**Task material**
•••
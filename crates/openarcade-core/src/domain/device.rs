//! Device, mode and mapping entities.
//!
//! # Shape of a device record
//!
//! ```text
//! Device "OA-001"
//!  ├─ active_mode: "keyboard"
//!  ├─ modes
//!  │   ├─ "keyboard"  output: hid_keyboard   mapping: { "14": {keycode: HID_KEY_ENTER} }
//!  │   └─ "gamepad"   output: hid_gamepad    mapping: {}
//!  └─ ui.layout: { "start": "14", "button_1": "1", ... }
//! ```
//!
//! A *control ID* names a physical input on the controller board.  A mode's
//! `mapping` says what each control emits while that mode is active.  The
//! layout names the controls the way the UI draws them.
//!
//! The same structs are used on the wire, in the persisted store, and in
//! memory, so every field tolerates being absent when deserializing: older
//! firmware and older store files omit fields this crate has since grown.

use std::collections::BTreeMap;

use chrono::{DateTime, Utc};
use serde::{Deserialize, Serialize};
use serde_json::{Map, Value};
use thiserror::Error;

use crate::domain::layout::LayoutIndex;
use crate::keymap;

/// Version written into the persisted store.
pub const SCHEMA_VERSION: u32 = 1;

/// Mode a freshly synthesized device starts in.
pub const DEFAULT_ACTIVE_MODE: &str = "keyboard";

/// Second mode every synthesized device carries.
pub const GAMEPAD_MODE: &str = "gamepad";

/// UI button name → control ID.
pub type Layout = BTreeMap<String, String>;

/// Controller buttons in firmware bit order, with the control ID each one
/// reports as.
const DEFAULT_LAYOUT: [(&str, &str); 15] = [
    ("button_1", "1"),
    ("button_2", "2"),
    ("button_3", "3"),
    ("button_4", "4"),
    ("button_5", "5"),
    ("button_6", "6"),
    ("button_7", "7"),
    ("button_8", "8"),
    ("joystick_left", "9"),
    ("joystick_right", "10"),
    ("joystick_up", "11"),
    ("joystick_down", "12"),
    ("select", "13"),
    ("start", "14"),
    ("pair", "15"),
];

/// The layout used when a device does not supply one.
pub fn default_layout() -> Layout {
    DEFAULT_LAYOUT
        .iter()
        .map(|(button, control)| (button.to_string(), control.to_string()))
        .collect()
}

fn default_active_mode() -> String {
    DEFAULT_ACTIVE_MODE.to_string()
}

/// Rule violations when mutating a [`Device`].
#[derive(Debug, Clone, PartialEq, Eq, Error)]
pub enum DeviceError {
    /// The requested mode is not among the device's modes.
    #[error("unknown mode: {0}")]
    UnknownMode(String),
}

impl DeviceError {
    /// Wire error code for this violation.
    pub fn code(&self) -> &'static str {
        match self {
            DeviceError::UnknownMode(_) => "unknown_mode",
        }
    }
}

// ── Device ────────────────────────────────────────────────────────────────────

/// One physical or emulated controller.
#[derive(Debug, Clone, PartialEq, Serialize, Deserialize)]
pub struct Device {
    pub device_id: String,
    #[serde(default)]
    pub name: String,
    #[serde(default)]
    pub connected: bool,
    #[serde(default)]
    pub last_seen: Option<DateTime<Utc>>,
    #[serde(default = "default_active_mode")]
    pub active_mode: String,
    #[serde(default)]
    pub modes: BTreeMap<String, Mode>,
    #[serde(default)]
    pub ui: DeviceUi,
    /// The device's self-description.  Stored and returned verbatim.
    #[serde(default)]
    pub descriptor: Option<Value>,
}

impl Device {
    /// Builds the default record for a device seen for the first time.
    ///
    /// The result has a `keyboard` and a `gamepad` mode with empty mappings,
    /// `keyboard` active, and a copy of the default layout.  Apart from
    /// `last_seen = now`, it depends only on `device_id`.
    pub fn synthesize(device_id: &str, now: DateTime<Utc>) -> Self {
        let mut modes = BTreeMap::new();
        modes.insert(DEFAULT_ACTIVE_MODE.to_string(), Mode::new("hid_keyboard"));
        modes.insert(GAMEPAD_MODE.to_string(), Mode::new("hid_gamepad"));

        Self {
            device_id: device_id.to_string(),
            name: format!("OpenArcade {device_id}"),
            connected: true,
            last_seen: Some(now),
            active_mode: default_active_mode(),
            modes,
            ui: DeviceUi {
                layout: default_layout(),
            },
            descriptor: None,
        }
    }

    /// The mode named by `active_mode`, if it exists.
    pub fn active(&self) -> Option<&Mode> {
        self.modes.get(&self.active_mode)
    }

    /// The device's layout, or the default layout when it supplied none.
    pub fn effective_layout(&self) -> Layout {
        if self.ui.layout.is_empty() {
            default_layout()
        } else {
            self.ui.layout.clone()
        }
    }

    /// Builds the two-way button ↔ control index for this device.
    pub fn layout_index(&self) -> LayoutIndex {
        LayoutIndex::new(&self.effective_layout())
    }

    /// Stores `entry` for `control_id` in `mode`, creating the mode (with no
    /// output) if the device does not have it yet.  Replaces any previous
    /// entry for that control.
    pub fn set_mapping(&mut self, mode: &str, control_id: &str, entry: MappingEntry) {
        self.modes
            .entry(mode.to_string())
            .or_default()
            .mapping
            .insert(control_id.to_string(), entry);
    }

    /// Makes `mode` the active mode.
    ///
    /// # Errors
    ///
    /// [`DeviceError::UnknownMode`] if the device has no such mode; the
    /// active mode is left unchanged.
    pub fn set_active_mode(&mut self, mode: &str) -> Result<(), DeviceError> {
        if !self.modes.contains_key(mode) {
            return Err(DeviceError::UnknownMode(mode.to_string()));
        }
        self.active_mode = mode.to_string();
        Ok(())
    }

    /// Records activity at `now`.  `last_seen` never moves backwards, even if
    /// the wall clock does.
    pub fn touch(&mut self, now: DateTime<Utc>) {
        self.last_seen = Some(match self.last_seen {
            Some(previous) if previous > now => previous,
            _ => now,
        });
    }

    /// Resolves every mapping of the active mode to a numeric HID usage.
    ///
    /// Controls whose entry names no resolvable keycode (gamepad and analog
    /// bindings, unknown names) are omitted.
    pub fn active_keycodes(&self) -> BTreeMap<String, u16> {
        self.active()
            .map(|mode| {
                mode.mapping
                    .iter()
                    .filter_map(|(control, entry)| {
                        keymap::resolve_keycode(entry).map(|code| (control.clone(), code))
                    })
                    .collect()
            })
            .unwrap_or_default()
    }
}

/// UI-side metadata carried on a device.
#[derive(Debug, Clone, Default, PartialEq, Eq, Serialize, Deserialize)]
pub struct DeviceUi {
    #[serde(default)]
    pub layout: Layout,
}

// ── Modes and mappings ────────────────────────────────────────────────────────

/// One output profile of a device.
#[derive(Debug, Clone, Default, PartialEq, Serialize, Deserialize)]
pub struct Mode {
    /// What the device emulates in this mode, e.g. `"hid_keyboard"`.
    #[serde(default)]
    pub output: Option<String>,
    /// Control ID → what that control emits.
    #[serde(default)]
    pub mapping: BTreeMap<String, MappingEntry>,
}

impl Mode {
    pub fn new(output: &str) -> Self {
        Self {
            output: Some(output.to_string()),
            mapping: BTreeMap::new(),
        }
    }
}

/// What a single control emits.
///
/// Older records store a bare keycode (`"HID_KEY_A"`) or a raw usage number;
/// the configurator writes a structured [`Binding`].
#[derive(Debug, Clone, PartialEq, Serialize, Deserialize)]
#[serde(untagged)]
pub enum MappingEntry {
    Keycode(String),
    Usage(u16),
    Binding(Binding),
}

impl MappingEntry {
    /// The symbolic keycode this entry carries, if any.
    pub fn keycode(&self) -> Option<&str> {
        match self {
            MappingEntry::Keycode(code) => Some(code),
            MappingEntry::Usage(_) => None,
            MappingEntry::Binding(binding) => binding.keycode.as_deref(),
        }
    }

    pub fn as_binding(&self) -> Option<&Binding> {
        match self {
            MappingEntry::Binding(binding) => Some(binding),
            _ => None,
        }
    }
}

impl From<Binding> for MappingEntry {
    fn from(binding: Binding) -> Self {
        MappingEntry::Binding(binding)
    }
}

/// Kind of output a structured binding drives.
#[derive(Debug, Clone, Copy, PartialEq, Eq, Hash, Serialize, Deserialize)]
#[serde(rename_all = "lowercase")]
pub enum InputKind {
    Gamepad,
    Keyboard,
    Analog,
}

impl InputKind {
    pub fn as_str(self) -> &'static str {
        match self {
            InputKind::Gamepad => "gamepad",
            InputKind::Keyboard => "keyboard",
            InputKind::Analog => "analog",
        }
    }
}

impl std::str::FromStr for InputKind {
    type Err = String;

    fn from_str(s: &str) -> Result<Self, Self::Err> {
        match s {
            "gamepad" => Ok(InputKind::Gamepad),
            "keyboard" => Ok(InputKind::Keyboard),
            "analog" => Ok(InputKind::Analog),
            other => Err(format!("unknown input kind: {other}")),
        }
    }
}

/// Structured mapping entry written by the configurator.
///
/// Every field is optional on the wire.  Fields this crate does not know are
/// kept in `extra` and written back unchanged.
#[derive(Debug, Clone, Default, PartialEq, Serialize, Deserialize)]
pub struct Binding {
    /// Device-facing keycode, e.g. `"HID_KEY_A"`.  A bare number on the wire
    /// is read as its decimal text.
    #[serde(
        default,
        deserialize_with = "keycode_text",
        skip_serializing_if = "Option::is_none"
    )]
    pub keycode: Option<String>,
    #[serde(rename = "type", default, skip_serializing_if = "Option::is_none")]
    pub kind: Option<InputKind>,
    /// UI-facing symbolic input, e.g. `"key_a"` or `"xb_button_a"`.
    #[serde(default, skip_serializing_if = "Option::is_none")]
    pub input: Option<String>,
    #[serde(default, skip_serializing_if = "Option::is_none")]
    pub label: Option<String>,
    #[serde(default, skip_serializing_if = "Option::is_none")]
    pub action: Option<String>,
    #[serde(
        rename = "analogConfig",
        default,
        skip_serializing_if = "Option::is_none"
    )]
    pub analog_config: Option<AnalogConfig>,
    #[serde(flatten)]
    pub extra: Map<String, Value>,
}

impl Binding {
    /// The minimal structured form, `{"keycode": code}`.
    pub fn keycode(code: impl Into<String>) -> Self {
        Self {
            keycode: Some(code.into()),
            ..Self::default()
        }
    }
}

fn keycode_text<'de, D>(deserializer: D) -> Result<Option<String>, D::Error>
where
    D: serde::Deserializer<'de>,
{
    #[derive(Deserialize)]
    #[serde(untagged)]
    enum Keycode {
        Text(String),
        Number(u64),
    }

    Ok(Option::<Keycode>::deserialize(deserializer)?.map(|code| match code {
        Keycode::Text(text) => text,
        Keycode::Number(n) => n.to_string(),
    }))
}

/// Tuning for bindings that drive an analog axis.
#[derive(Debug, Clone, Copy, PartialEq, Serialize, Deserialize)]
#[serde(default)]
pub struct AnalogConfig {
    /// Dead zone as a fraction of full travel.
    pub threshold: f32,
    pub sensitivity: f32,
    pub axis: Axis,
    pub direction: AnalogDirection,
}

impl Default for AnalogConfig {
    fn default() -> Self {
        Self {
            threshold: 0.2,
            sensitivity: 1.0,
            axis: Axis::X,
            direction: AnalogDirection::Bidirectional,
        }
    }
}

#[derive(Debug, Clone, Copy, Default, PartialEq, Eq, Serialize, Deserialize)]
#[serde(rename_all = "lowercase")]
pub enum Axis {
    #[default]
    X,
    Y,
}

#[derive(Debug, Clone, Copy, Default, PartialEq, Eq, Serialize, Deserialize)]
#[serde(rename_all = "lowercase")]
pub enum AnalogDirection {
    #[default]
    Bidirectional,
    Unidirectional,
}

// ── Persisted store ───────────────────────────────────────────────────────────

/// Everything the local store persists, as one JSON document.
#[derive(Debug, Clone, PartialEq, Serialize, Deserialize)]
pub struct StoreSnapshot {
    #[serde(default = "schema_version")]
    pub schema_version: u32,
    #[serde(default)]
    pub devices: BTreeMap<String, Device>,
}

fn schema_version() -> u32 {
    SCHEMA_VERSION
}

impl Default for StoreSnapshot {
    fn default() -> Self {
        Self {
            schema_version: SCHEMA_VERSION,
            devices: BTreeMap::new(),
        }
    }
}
•••
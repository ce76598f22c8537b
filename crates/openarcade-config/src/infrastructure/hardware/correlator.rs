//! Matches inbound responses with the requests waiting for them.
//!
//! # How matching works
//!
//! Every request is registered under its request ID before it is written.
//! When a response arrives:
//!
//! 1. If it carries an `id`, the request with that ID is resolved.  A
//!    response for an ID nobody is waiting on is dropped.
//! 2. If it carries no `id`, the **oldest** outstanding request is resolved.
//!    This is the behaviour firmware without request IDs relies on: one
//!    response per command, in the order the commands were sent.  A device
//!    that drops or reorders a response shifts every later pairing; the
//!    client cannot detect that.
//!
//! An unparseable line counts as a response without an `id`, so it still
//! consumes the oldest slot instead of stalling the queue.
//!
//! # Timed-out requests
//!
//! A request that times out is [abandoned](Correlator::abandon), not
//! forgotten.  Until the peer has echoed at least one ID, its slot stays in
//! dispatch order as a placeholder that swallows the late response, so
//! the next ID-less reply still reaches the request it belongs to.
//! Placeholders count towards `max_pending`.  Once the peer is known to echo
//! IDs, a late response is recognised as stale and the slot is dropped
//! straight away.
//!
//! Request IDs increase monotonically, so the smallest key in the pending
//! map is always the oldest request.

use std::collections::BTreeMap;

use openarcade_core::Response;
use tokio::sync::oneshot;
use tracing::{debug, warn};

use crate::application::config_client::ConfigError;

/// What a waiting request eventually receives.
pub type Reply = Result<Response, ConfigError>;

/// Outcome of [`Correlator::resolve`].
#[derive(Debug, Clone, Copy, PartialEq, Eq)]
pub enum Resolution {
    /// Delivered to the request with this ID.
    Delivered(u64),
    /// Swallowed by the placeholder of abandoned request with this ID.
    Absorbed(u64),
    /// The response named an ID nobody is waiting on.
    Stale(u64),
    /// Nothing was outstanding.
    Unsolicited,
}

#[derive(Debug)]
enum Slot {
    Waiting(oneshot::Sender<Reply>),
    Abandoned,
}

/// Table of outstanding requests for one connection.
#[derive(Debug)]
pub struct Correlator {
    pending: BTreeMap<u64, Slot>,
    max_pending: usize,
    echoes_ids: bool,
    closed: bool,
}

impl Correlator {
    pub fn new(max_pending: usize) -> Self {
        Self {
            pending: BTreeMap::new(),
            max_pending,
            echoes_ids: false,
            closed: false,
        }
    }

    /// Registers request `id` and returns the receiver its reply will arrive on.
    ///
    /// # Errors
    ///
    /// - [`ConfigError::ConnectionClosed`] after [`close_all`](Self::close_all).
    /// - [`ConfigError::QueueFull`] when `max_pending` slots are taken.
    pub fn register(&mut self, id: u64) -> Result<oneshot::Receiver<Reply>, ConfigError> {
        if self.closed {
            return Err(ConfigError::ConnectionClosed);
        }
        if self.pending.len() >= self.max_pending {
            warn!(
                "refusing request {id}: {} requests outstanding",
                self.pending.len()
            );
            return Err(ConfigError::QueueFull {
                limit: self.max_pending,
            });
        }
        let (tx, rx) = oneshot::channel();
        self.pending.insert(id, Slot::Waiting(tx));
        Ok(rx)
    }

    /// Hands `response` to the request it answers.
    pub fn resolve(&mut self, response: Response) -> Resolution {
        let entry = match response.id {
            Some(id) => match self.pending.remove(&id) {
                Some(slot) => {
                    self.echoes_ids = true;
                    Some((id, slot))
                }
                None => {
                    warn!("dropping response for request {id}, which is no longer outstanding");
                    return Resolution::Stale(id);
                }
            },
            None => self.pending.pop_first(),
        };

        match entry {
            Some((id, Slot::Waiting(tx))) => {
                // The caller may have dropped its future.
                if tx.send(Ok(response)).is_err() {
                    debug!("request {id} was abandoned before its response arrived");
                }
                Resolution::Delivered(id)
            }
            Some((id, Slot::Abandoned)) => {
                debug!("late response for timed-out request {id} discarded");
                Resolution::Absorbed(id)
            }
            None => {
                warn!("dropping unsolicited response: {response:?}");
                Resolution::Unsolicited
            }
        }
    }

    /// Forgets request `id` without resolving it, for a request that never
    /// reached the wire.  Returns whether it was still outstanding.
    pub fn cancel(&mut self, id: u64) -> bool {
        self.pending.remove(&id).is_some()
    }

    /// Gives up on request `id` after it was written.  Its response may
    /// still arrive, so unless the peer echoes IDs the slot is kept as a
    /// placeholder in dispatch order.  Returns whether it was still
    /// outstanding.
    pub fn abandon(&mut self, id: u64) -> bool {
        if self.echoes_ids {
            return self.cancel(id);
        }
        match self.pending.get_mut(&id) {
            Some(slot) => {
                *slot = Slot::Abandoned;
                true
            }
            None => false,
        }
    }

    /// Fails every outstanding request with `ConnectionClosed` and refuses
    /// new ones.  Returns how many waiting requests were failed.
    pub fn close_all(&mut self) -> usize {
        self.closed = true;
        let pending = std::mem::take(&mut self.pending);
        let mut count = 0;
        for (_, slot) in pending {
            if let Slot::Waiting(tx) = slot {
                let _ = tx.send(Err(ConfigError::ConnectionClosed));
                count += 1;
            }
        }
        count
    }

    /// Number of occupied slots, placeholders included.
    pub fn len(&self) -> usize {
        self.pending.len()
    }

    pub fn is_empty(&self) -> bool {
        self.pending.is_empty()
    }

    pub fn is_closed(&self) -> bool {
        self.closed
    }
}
•••
**Description of the task**
Run a filter over the data above and keep each line that contains the word "dropped".

**Output of the exercise**
//!    response for an ID nobody is waiting on is dropped.
//! IDs, a late response is recognised as stale and the slot is dropped
                // The caller may have dropped its future.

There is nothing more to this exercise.